Preliminaries. You might want to start by reviewing the standard definition of the lognormal distribution and fundamental facts about its mean and variance, either in a textbook or on the relevant Wikipedia page.

Three points are of particular importance for your question.

(1) If you take the natural log $$(\log_e=\ln,$$ not $$\log_{10})$$ of lognormal data, then you get data from the corresponding normal distribution.

(2) If the mean and SD of the normal population are $$\mu$$ and $$\sigma,$$ respectively, then the mean of the lognormal population will be $$\exp(\mu+\sigma^2/2).$$

(3) Because the relationship between the mean and variance of normal and corresponding lognormal distributions is not trivial, it is customary (but sometimes possibly confusing) to use the normal parameters for the corresponding lognormal distribution.

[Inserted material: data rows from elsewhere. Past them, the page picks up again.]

//! Reconciliation engine
//!
//! The only mutator of `CompanyProfile` and its provenance. Candidates from
//! the three sources flow through `apply_batch`; the UI flows through
//! `suggest` and `record_user_edit`. Nothing else writes profile fields.
//!
//! Acceptance rules, per candidate:
//! - field provenance `UserEdited`: drop, no-op.
//! - field empty, or current value equals the stored `last_suggested_value`
//!   (operator has not diverged from the last auto-fill): accept.
//! - field diverged but never user-edited (two automatic sources disagreed
//!   before the operator looked): accept, last writer wins among automatic
//!   sources.
//!
//! Within one batch, sources competing for the same field apply in precedence
//! order (enrichment > scrape > domain), so the high-precedence value lands
//! last and wins. The engine is pure and deterministic: same profile + same
//! ordered candidate list, same result. It performs no I/O itself.

use async_trait::async_trait;
use chrono::Utc;
use std::collections::HashMap;
use std::sync::Arc;
use tokio::sync::Mutex;
use tracing::debug;

use crate::domain_utils;
use crate::profile::{
    Candidate, CompanyProfile, FieldProvenance, Origin, ProfileField, ProvenanceMap,
};

/// What the engine did with one candidate.
#[derive(Debug, Clone, Copy, PartialEq, Eq)]
pub enum ApplyOutcome {
    Accepted,
    /// Field is operator-owned; automatic sources may not touch it.
    DroppedUserEdited,
    /// Candidate value was empty after trimming.
    DroppedEmptyValue,
    /// A higher-precedence source already filled the field in this pass.
    DroppedLowerPrecedence,
}

/// Pure reconciliation state: the profile plus per-field provenance.
#[derive(Debug, Clone, Default)]
pub struct Reconciler {
    profile: CompanyProfile,
    provenance: ProvenanceMap,
    /// Current collection pass. Completions of the same pass compete under
    /// source precedence; a new pass restores last-writer-wins.
    pass_epoch: u64,
}

impl Reconciler {
    pub fn new(profile: CompanyProfile, provenance: ProvenanceMap) -> Self {
        Reconciler {
            profile,
            provenance,
            pass_epoch: 0,
        }
    }

    pub fn for_website(website: &str) -> Self {
        Self::new(CompanyProfile::for_website(website), ProvenanceMap::new())
    }

    /// Start a new collection pass. Batches applied until the next call
    /// compete under in-pass source precedence.
    pub fn begin_pass(&mut self) -> u64 {
        self.pass_epoch += 1;
        self.pass_epoch
    }

    pub fn profile(&self) -> &CompanyProfile {
        &self.profile
    }

    pub fn provenance(&self) -> &ProvenanceMap {
        &self.provenance
    }

    /// Apply one batch of candidates. Candidates are ordered by source
    /// precedence before applying so that, within the batch, a competing
    /// higher-precedence source lands last and wins the field.
    pub fn apply_batch(&mut self, mut candidates: Vec<Candidate>) -> usize {
        candidates.sort_by_key(|c| c.source.precedence());

        let mut accepted = 0;
        for candidate in &candidates {
            if self.apply_candidate(candidate) == ApplyOutcome::Accepted {
                accepted += 1;
            }
        }
        accepted
    }

    /// Apply a single candidate under the acceptance rules. Idempotent:
    /// applying the same candidate twice equals applying it once.
    pub fn apply_candidate(&mut self, candidate: &Candidate) -> ApplyOutcome {
        let value = candidate.value.trim();
        if value.is_empty() {
            return ApplyOutcome::DroppedEmptyValue;
        }
        // Compare against what the field will actually store
        let value = match candidate.field {
            ProfileField::Website => domain_utils::qualify_website(value),
            _ => value.to_string(),
        };

        let current = self.profile.get(candidate.field).map(str::to_string);
        let entry = self.provenance.entry(candidate.field).or_default();

        if entry.origin == Origin::UserEdited {
            debug!(
                "Dropping {} candidate for {}: field is user-edited",
                candidate.source, candidate.field
            );
            return ApplyOutcome::DroppedUserEdited;
        }

        // In-pass precedence: when a higher-precedence source already filled
        // this field during the current pass and the value is undiverged, a
        // lower-precedence completion arriving later does not overwrite it.
        let undiverged = current.is_some() && current == entry.last_suggested_value;
        if undiverged && entry.accepted_pass == Some(self.pass_epoch) {
            if let Some(held) = entry.origin.source_precedence() {
                if held > candidate.source.precedence() {
                    debug!(
                        "Dropping {} candidate for {}: outranked within this pass",
                        candidate.source, candidate.field
                    );
                    return ApplyOutcome::DroppedLowerPrecedence;
                }
            }
        }

        // Either the field is empty, it still holds the last auto-fill, or it
        // diverged without a user edit. All three accept: no user input has
        // claimed the field yet.
        self.profile.set(candidate.field, value.clone());
        entry.origin = Origin::from(candidate.source);
        entry.last_suggested_value = Some(value);
        entry.accepted_at = Some(Utc::now());
        entry.accepted_pass = Some(self.pass_epoch);

        debug!(
            "Accepted {} candidate for {}: {}",
            candidate.source, candidate.field, candidate.value
        );
        ApplyOutcome::Accepted
    }

    /// Single-candidate entry point for the UI's "suggest a value" path.
    pub fn suggest(&mut self, candidate: Candidate) -> ApplyOutcome {
        self.apply_candidate(&candidate)
    }

    /// The operator typed into a field by hand. The field becomes
    /// operator-owned and automatic sources may never overwrite it again.
    ///
    /// An empty edit clears the field but keeps it operator-owned, except for
    /// the name, which never goes back to empty once a source contributed one.
    pub fn record_user_edit(&mut self, field: ProfileField, value: &str) {
        let value = value.trim();

        if value.is_empty() {
            if field == ProfileField::Name && self.profile.name.is_some() {
                debug!("Ignoring empty user edit for name");
                return;
            }
            let entry = self.provenance.entry(field).or_default();
            entry.origin = Origin::UserEdited;
            entry.accepted_at = Some(Utc::now());
            self.clear_field(field);
            return;
        }

        self.profile.set(field, value.to_string());
        let entry = self.provenance.entry(field).or_default();
        entry.origin = Origin::UserEdited;
        entry.accepted_at = Some(Utc::now());
    }

    fn clear_field(&mut self, field: ProfileField) {
        match field {
            ProfileField::Name => self.profile.name = None,
            ProfileField::Website => self.profile.website = None,
            ProfileField::Industry => self.profile.industry = None,
            ProfileField::EmployeeCountBucket => self.profile.employee_count_bucket = None,
            ProfileField::Phone => self.profile.phone = None,
            ProfileField::StreetAddress => self.profile.address.street_address = None,
            ProfileField::City => self.profile.address.city = None,
            ProfileField::State => self.profile.address.state = None,
            ProfileField::PostalCode => self.profile.address.postal_code = None,
            ProfileField::Country => self.profile.address.country = None,
            ProfileField::LegacyAddress => self.profile.legacy_address = None,
        }
    }

    /// Provenance for one field, if any source or the operator has touched it.
    pub fn provenance_for(&self, field: ProfileField) -> Option<&FieldProvenance> {
        self.provenance.get(&field)
    }
}

/// Persistence boundary. The engine writes the full current profile after
/// each applied batch, never a diff, and assumes nothing about store
/// consistency between writes.
#[async_trait]
pub trait ProfileStore: Send + Sync {
    async fn load(&self, company_id: &str) -> Option<(CompanyProfile, ProvenanceMap)>;
    async fn save(&self, company_id: &str, profile: &CompanyProfile, provenance: &ProvenanceMap);
}

/// In-memory store used by tests and the CLI.
#[derive(Default)]
pub struct MemoryStore {
    records: Mutex<HashMap<String, (CompanyProfile, ProvenanceMap)>>,
}

#[async_trait]
impl ProfileStore for MemoryStore {
    async fn load(&self, company_id: &str) -> Option<(CompanyProfile, ProvenanceMap)> {
        self.records.lock().await.get(company_id).cloned()
    }

    async fn save(&self, company_id: &str, profile: &CompanyProfile, provenance: &ProvenanceMap) {
        self.records
            .lock()
            .await
            .insert(company_id.to_string(), (profile.clone(), provenance.clone()));
    }
}

/// Serialized single-writer handle around a `Reconciler`. Candidates arrive
/// from concurrent lookup completions; every apply goes through one lock so
/// provenance updates cannot be lost.
#[derive(Clone)]
pub struct SharedReconciler {
    company_id: String,
    inner: Arc<Mutex<Reconciler>>,
    store: Arc<dyn ProfileStore>,
}

impl SharedReconciler {
    pub fn new(company_id: &str, reconciler: Reconciler, store: Arc<dyn ProfileStore>) -> Self {
        SharedReconciler {
            company_id: company_id.to_string(),
            inner: Arc::new(Mutex::new(reconciler)),
            store,
        }
    }

    /// Start a new collection pass on the underlying engine.
    pub async fn begin_pass(&self) -> u64 {
        self.inner.lock().await.begin_pass()
    }

    /// Apply a batch and persist the full resulting profile. Returns the
    /// number of accepted candidates.
    pub async fn apply_batch(&self, candidates: Vec<Candidate>) -> usize {
        let mut guard = self.inner.lock().await;
        let accepted = guard.apply_batch(candidates);
        self.store
            .save(&self.company_id, guard.profile(), guard.provenance())
            .await;
        accepted
    }

    pub async fn suggest(&self, candidate: Candidate) -> ApplyOutcome {
        let mut guard = self.inner.lock().await;
        let outcome = guard.suggest(candidate);
        self.store
            .save(&self.company_id, guard.profile(), guard.provenance())
            .await;
        outcome
    }

    pub async fn record_user_edit(&self, field: ProfileField, value: &str) {
        let mut guard = self.inner.lock().await;
        guard.record_user_edit(field, value);
        self.store
            .save(&self.company_id, guard.profile(), guard.provenance())
            .await;
    }

    pub async fn snapshot(&self) -> (CompanyProfile, ProvenanceMap) {
        let guard = self.inner.lock().await;
        (guard.profile().clone(), guard.provenance().clone())
    }
}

Demo with huge lognormal sample in R for $$\mu=5, \sigma=1,$$ for which sample mean nearly matches population mean:

set.seed(1234)
mean(rlnorm(10^7, 5, 1))
[1] 244.775
exp(5 + .5)
[1] 244.6919


Fictitious data for illustration. Consider fictitious normal data y and corresponding lognormal data x as follows:

set.seed(2021)
y = rnorm(52, 5, 1)   # normal
x = exp(y)            # lognormal

# Normal
summary(y);  length(y);  sd(y)
Min. 1st Qu.  Median    Mean 3rd Qu.    Max.
2.744   4.023   4.990   4.962   5.902   7.120
[1] 52        # sample size
[1] 1.156031  # sample SD
shapiro.test(y)$p.val [1] 0.177547 # not signif different from normal # Lognormal summary(x); length(x); sd(x) Min. 1st Qu. Median Mean 3rd Qu. Max. 15.55 55.95 146.93 257.55 365.94 1236.45 [1] 52 [1] 278.6784 shapiro.test(x)$p.val
[1] 3.559653e-07      # normality strongly rejected


The normal sample y (left panel) has a normal probability plot that is roughly linear, except possibly for a few points in the tails. The red reference line goes through the theoretical and sample upper and lower quartiles. Lognormal sample y (right panel) is clearly not normal.

R code for figure:

par(mfrow=c(1,2))
qqnorm(y, main="Normal QQ Plot: Normal")
qqline(y, col="red")
qqnorm(x, main="Normal QQ Plot: Lognormal")
qqline(x, col="red")
par(mfrow=c(1,1))


one-sample t test on normal data. You could do a one sample t test on the normal data y, as you suggest. Because these are fictitious data sampled with mean $$\mu_y = 5,$$ the null hypothesis $$H_0: \mu_y = 5$$ is not rejected in favor of the alternative $$H_a: \mu_y \ne 5.$$

t.test(y, mu=5)

One Sample t-test

data:  y
t = -0.2354, df = 51, p-value = 0.8148
alternative hypothesis: true mean is not equal to 5
95 percent confidence interval:
4.640422 5.284104
sample estimates:
mean of x              # output uses symbol 'x'
4.962263
sample estimates:
mean of x
257.5527


However, $$\mu_x = E(X) = 244.6919,$$ the lognormal mean, has natural log about $$5.2,$$ which is not $$E(Y),$$ so $$H_0: \mu_y = 5.2$$ is strongly rejected in favor of $$H_a: \mu_y \ne 5.2$$ with P-value far below 5%.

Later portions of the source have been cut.